What looked to be a natural division of ultra-right-wing water-carrying between Virginia's suave new governor and the batshit-crazy AG doesn't seem to be working out so smoothly.

by Ken

Even those of us observing the halting early steps of new Virginia Gov. Bob McDonnell without the handicap of crippling insanity have noticed that he's had some bobbles juggling his natural ultra-extreme-right-wing sensibilities with life in the real world. The assumption that there would be a natural division of public craziness between the suave governor and the certifiably straitjacket-worthy wingnut, Ken Cuccinelli, elected to succeed him as attorney general, with AG Cuckoonuts "carrying the water" for heavy-duty wingnuttery.

Instead, it appears that the new AG's outspoken extremism has complicated the governor's situation. As Anita Kumar reports in today's Washington Post ("McDonnell strikes a balance, conservatives rethink support"):
[Cuckoonuts] has quickly become a national figure through his aggressive efforts to curb the federal government and his unapologetic appeals to "tea party" activists. The more that Cuccinelli's brand of conservatism becomes the standard in the Virginia Republican Party, the harder it is for McDonnell to both appeal to moderates and win over his base.

Willie Deutsch, an activist from Richmond who supported McDonnell and Cuccinelli, said that the governor seems to be embarrassed to be a conservative but that the attorney general embraces it. He said he thinks McDonnell, who has been mentioned as a possible presidential or vice presidential contender, is more concerned about his "future viability."

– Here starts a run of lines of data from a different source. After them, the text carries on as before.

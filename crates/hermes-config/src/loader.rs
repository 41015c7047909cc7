//! Configuration loader with layered approach.
//!
//! This module provides the [`ConfigLoader`] for loading configuration from
//! multiple sources: defaults, files, and environment variables.

use std::env;
use std::fs;
use std::path::Path;

use crate::{ConfigError, HermesConfig, LogFormat};

/// Configuration loader with layered approach.
///
/// The loader applies configuration in layers, with later layers overriding
/// earlier ones:
/// 1. Default values (or a preset)
/// 2. Configuration file or string (TOML or JSON)
/// 3. Environment variables (`PREFIX__SECTION__KEY`)
///
/// A file replaces the whole configuration; fields it leaves out take their
/// defaults, not the values of an earlier preset.
///
/// # Example
///
/// ```no_run
/// use hermes_config::ConfigLoader;
///
/// # fn main() -> Result<(), hermes_config::ConfigError> {
/// let config = ConfigLoader::new()
///     .with_defaults()
///     .with_optional_file("hermes.toml")?
///     .with_dotenv()
///     .with_env_prefix("HERMES")
///     .load()?;
/// # Ok(())
/// # }
/// ```
#[derive(Debug)]
pub struct ConfigLoader {
    config: HermesConfig,
    env_prefix: Option<String>,
}

impl Default for ConfigLoader {
    fn default() -> Self {
        Self::new()
    }
}

impl ConfigLoader {
    /// Create a new configuration loader starting from defaults.
    #[must_use]
    pub fn new() -> Self {
        Self {
            config: HermesConfig::default(),
            env_prefix: None,
        }
    }

    /// Start with default configuration values.
    #[must_use]
    pub fn with_defaults(mut self) -> Self {
        self.config = HermesConfig::default();
        self
    }

    /// Start with the development preset.
    ///
    /// # Example
    ///
    /// ```
    /// use hermes_config::ConfigLoader;
    ///
    /// let config = ConfigLoader::new()
    ///     .with_development()
    ///     .load()
    ///     .unwrap();
    ///
    /// assert_eq!(config.logging.level, "debug");
    /// ```
    #[must_use]
    pub fn with_development(mut self) -> Self {
        self.config = HermesConfig::development();
        self
    }

    /// Start with the production preset.
    #[must_use]
    pub fn with_production(mut self) -> Self {
        self.config = HermesConfig::production();
        self
    }

    /// Load configuration from a file.
    ///
    /// The format is chosen by extension: `.toml` or `.json`.
    ///
    /// # Errors
    ///
    /// Returns `ConfigError` if:
    /// - The file does not exist
    /// - The file cannot be read
    /// - The file contains invalid TOML/JSON or unknown fields
    pub fn with_file<P: AsRef<Path>>(mut self, path: P) -> Result<Self, ConfigError> {
        let path = path.as_ref();

        if !path.exists() {
            return Err(ConfigError::file_not_found(path));
        }

        let content = fs::read_to_string(path).map_err(|e| ConfigError::read_error(path, e))?;

        self.config = Self::parse_file(&content, path)?;
        Ok(self)
    }

    /// Load configuration from a file if it exists.
    ///
    /// # Errors
    ///
    /// Same as [`ConfigLoader::with_file`] when the file exists.
    pub fn with_optional_file<P: AsRef<Path>>(self, path: P) -> Result<Self, ConfigError> {
        if path.as_ref().exists() {
            self.with_file(path)
        } else {
            Ok(self)
        }
    }

    /// Load configuration from a string in the given format ("toml" or "json").
    ///
    /// # Errors
    ///
    /// Returns `ConfigError` if parsing fails or the format is unknown.
    ///
    /// # Example
    ///
    /// ```
    /// use hermes_config::ConfigLoader;
    ///
    /// let toml = r#"
    ///     [server]
    ///     http_addr = "127.0.0.1:3000"
    /// "#;
    ///
    /// let config = ConfigLoader::new()
    ///     .with_string(toml, "toml")
    ///     .unwrap()
    ///     .load()
    ///     .unwrap();
    ///
    /// assert_eq!(config.server.http_addr, "127.0.0.1:3000");
    /// ```
    pub fn with_string(mut self, content: &str, format: &str) -> Result<Self, ConfigError> {
        self.config = match format.to_lowercase().as_str() {
            "toml" => toml::from_str(content)?,
            "json" => serde_json::from_str(content)?,
            other => return Err(ConfigError::UnsupportedFormat(other.to_string())),
        };
        Ok(self)
    }

    /// Set the environment variable prefix for overrides.
    ///
    /// Variables use the format `PREFIX__SECTION__KEY`, for example
    /// `HERMES__SERVER__HTTP_ADDR=0.0.0.0:9000`.
    #[must_use]
    pub fn with_env_prefix(mut self, prefix: &str) -> Self {
        self.env_prefix = Some(prefix.to_uppercase());
        self
    }

    /// Load a `.env` file from the current directory or its parents, if any.
    #[must_use]
    pub fn with_dotenv(self) -> Self {
        // missing .env is not an error
        let _ = dotenvy::dotenv();
        self
    }

    /// Load a specific `.env` file.
    ///
    /// # Errors
    ///
    /// Returns `ConfigError::FileNotFound` if the file cannot be loaded.
    pub fn with_dotenv_path<P: AsRef<Path>>(self, path: P) -> Result<Self, ConfigError> {
        let path = path.as_ref();
        dotenvy::from_path(path).map_err(|_| ConfigError::file_not_found(path))?;
        Ok(self)
    }

    /// Finalize and return the loaded configuration.
    ///
    /// Applies environment overrides (if a prefix was set) and validates.
    ///
    /// # Errors
    ///
    /// Returns `ConfigError` if an override cannot be parsed or validation
    /// fails.
    pub fn load(mut self) -> Result<HermesConfig, ConfigError> {
        if let Some(prefix) = self.env_prefix.take() {
            self.apply_env_vars(&prefix, env::vars())?;
        }

        self.config.validate()?;
        Ok(self.config)
    }

    /// Finalize without environment overrides or validation.
    #[must_use]
    pub fn load_unvalidated(self) -> HermesConfig {
        self.config
    }

    fn parse_file(content: &str, path: &Path) -> Result<HermesConfig, ConfigError> {
        let extension = path
            .extension()
            .and_then(|e| e.to_str())
            .map(str::to_lowercase);

        match extension.as_deref() {
            Some("toml") => Ok(toml::from_str(content)?),
            Some("json") => Ok(serde_json::from_str(content)?),
            _ => Err(ConfigError::UnsupportedFormat(path.display().to_string())),
        }
    }

    // Applied in sorted key order so results do not depend on env ordering.
    fn apply_env_vars<I>(&mut self, prefix: &str, vars: I) -> Result<(), ConfigError>
    where
        I: IntoIterator<Item = (String, String)>,
    {
        let marker = format!("{prefix}__");
        let mut matching: Vec<_> = vars.into_iter().filter(|(k, _)| k.starts_with(&marker)).collect();
        matching.sort();

        for (key, value) in matching {
            self.apply_env_var(&key, &value, prefix)?;
        }
        Ok(())
    }

    fn apply_env_var(&mut self, key: &str, value: &str, prefix: &str) -> Result<(), ConfigError> {
        let key_without_prefix = key
            .strip_prefix(prefix)
            .and_then(|k| k.strip_prefix("__"))
            .ok_or_else(|| ConfigError::env_parse_error(key, "invalid key format"))?;

        let parts: Vec<&str> = key_without_prefix.split("__").collect();

        match parts.as_slice() {
            ["SERVER", "HTTP_ADDR"] => {
                self.config.server.http_addr = value.to_string();
            }
            ["SERVER", "SHUTDOWN_TIMEOUT_SECS"] => {
                self.config.server.shutdown_timeout_secs = value
                    .parse()
                    .map_err(|_| ConfigError::env_parse_error(key, "expected integer"))?;
            }
            ["SERVER", "KEEP_ALIVE"] => {
                self.config.server.keep_alive = parse_bool(value)
                    .ok_or_else(|| ConfigError::env_parse_error(key, "expected boolean"))?;
            }

            ["LOGGING", "ENABLED"] => {
                self.config.logging.enabled = parse_bool(value)
                    .ok_or_else(|| ConfigError::env_parse_error(key, "expected boolean"))?;
            }
            ["LOGGING", "LEVEL"] => {
                self.config.logging.level = value.to_string();
            }
            ["LOGGING", "FORMAT"] => {
                self.config.logging.format = match value.to_lowercase().as_str() {
                    "json" => LogFormat::Json,
                    "pretty" => LogFormat::Pretty,
                    _ => {
                        return Err(ConfigError::env_parse_error(
                            key,
                            "expected 'json' or 'pretty'",
                        ))
                    }
                };
            }
            ["LOGGING", "ANSI_ENABLED"] => {
                self.config.logging.ansi_enabled = parse_bool(value)
                    .ok_or_else(|| ConfigError::env_parse_error(key, "expected boolean"))?;
            }
            ["LOGGING", "INCLUDE_LOCATION"] => {
                self.config.logging.include_location = parse_bool(value)
                    .ok_or_else(|| ConfigError::env_parse_error(key, "expected boolean"))?;
            }

            ["METRICS", "ENABLED"] => {
                self.config.metrics.enabled = parse_bool(value)
                    .ok_or_else(|| ConfigError::env_parse_error(key, "expected boolean"))?;
            }
            ["METRICS", "ADDR"] => {
                self.config.metrics.addr = value.to_string();
            }
            ["METRICS", "HISTOGRAM_BUCKETS"] => {
                self.config.metrics.histogram_buckets = value
                    .split(',')
                    .map(|b| b.trim().parse::<f64>())
                    .collect::<Result<_, _>>()
                    .map_err(|_| ConfigError::env_parse_error(key, "expected comma-separated floats"))?;
            }

            // Unknown keys are ignored
            _ => {}
        }

        Ok(())
    }
}

/// Parse a boolean from a string.
fn parse_bool(s: &str) -> Option<bool> {
    match s.to_lowercase().as_str() {
        "true" | "1" | "yes" | "on" => Some(true),
        "false" | "0" | "no" | "off" => Some(false),
        _ => None,
    }
}

#[cfg(test)]
mod tests {
    use super::*;

    fn vars(pairs: &[(&str, &str)]) -> Vec<(String, String)> {
        pairs
            .iter()
            .map(|(k, v)| ((*k).to_string(), (*v).to_string()))
            .collect()
    }

    #[test]
    fn test_loader_new() {
        let config = ConfigLoader::new().load().unwrap();
        assert_eq!(config.server.http_addr, "0.0.0.0:8080");
    }

    #[test]
    fn test_loader_with_development() {
        let config = ConfigLoader::new().with_development().load().unwrap();
        assert_eq!(config.logging.level, "debug");
        assert_eq!(config.logging.format, LogFormat::Pretty);
    }

    #[test]
    fn test_loader_with_production() {
        let config = ConfigLoader::new().with_production().load().unwrap();
        assert_eq!(config.logging.format, LogFormat::Json);
        assert!(config.metrics.enabled);
    }

    #[test]
    fn test_loader_with_string_json() {
        let json = r#"{"server": {"http_addr": "127.0.0.1:3000"}}"#;

        let config = ConfigLoader::new()
            .with_string(json, "json")
            .unwrap()
            .load()
            .unwrap();

        assert_eq!(config.server.http_addr, "127.0.0.1:3000");
    }

    #[test]
    fn test_loader_with_string_unknown_format() {
        let result = ConfigLoader::new().with_string("a: b", "yaml");
        assert!(matches!(result, Err(ConfigError::UnsupportedFormat(_))));
    }

    #[test]
    fn test_loader_with_file_not_found() {
        let result = ConfigLoader::new().with_file("/nonexistent/config.toml");
        assert!(matches!(result, Err(ConfigError::FileNotFound { .. })));
    }

    #[test]
    fn test_loader_with_optional_file_not_found() {
        let config = ConfigLoader::new()
            .with_optional_file("/nonexistent/config.toml")
            .unwrap()
            .load()
            .unwrap();

        assert_eq!(config.server.http_addr, "0.0.0.0:8080");
    }

    #[test]
    fn test_loader_load_unvalidated() {
        let config = ConfigLoader::new()
            .with_string(r#"[server]
http_addr = "bad""#, "toml")
            .unwrap()
            .load_unvalidated();

        assert_eq!(config.server.http_addr, "bad");
        assert!(config.validate().is_err());
    }

    #[test]
    fn test_parse_bool() {
        assert_eq!(parse_bool("true"), Some(true));
        assert_eq!(parse_bool("TRUE"), Some(true));
        assert_eq!(parse_bool("1"), Some(true));
        assert_eq!(parse_bool("on"), Some(true));
        assert_eq!(parse_bool("False"), Some(false));
        assert_eq!(parse_bool("0"), Some(false));
        assert_eq!(parse_bool("off"), Some(false));
        assert_eq!(parse_bool("maybe"), None);
        assert_eq!(parse_bool(""), None);
    }

    #[test]
    fn test_apply_env_server() {
        let mut loader = ConfigLoader::new();
        loader
            .apply_env_vars(
                "TEST",
                vars(&[
                    ("TEST__SERVER__HTTP_ADDR", "192.168.1.1:9000"),
                    ("TEST__SERVER__SHUTDOWN_TIMEOUT_SECS", "5"),
                    ("TEST__SERVER__KEEP_ALIVE", "no"),
                    ("OTHER__SERVER__HTTP_ADDR", "10.0.0.1:1"),
                ]),
            )
            .unwrap();

        assert_eq!(loader.config.server.http_addr, "192.168.1.1:9000");
        assert_eq!(loader.config.server.shutdown_timeout_secs, 5);
        assert!(!loader.config.server.keep_alive);
    }

    #[test]
    fn test_apply_env_logging_and_metrics() {
        let mut loader = ConfigLoader::new();
        loader
            .apply_env_vars(
                "TEST",
                vars(&[
                    ("TEST__LOGGING__LEVEL", "debug"),
                    ("TEST__LOGGING__FORMAT", "pretty"),
                    ("TEST__METRICS__ENABLED", "true"),
                    ("TEST__METRICS__HISTOGRAM_BUCKETS", "0.1, 0.5, 1"),
                ]),
            )
            .unwrap();

        assert_eq!(loader.config.logging.level, "debug");
        assert_eq!(loader.config.logging.format, LogFormat::Pretty);
        assert!(loader.config.metrics.enabled);
        assert_eq!(loader.config.metrics.histogram_buckets, vec![0.1, 0.5, 1.0]);
    }

    #[test]
    fn test_apply_env_invalid_integer() {
        let mut loader = ConfigLoader::new();
        let result = loader.apply_env_var("TEST__SERVER__SHUTDOWN_TIMEOUT_SECS", "soon", "TEST");
        assert!(matches!(result, Err(ConfigError::EnvParseError { .. })));
    }

    #[test]
    fn test_apply_env_invalid_format() {
        let mut loader = ConfigLoader::new();
        let result = loader.apply_env_var("TEST__LOGGING__FORMAT", "xml", "TEST");
        assert!(result.is_err());
    }

    #[test]
    fn test_apply_env_unknown_key_ignored() {
        let mut loader = ConfigLoader::new();
        loader.apply_env_var("TEST__DATABASE__URL", "postgres://", "TEST").unwrap();
        assert_eq!(loader.config, HermesConfig::default());
    }

    #[test]
    fn test_env_overrides_string_layer() {
        let mut loader = ConfigLoader::new()
            .with_string("[server]\nhttp_addr = \"127.0.0.1:3000\"", "toml")
            .unwrap();
        loader
            .apply_env_vars("TEST", vars(&[("TEST__SERVER__HTTP_ADDR", "127.0.0.1:4000")]))
            .unwrap();

        assert_eq!(loader.load_unvalidated().server.http_addr, "127.0.0.1:4000");
    }
}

"I think he's a conservative who isn't willing to fight for his true convictions," Deutsch said.

It's not that poor Governor Bob hasn't tried. He probably thought it would be fairly safe to take actions, symbolic to everyone except the people actually affected, that would impress his social-issues voters without upsetting anybody whose views he gives a damn about: standing by as AG Cuckoonuts overturned the previous administration's in-any-case-conspicuously-unenforced ban on state-government LGBT employment discrimination, and then reinstituting the odious Confederate History Month while blithely omitting any acknowledgment of the central reality of the Confederacy, the preservation of slavery.

To his apparent surprise, what must have seemed to the governor Bob relatively harmless local symbolic actions triggered national outcries, and with surprisingly quickness he pulled back on both. I'm assuming it wasn't out of any kind of principle or conviction, but that he had simply miscalculated, assuming it was safe to "mainstream" Virginians to dick with the homos and the racials, and discovering that it wasn't safe, he simply chose to save the real fights for, well, real battles.

However, that was without reckoning on the spirit of the age, and according to the WaPo report, the poor guy -- who had seemed, when he was elected only a year after the 2008 Republican electoral rout, like the perfect face of future stealth loonery, looking so swell and sounding so reasonable, even though his entire political history as a disciple of Pat Robertson tells us that he's as reliably radically right-wing as an electable pol comes -- is in trouble with the ultra-crazies.
"Bob McDonnell is a typical politician trying to please both sides of the aisle and hopes that you and I are naive enough to buy it," read an e-mail sent to supporters of Virginians for Life last month that also called the governor "gutless."

The disappointments started before McDonnell moved into the governor's mansion, when he began to pick a team of top advisers that included mostly moderates.

Since then, he has angered conservatives by issuing a directive outlawing discrimination in the state workforce, including on the basis of sexual orientation -- a move that was designed to ease concerns about intolerance after Attorney General Ken Cuccinelli II (R) had advised public colleges that they could not legally prohibit discrimination on the basis of sexual orientation. Some conservatives also saw the governor's directive as legitimizing homosexuality.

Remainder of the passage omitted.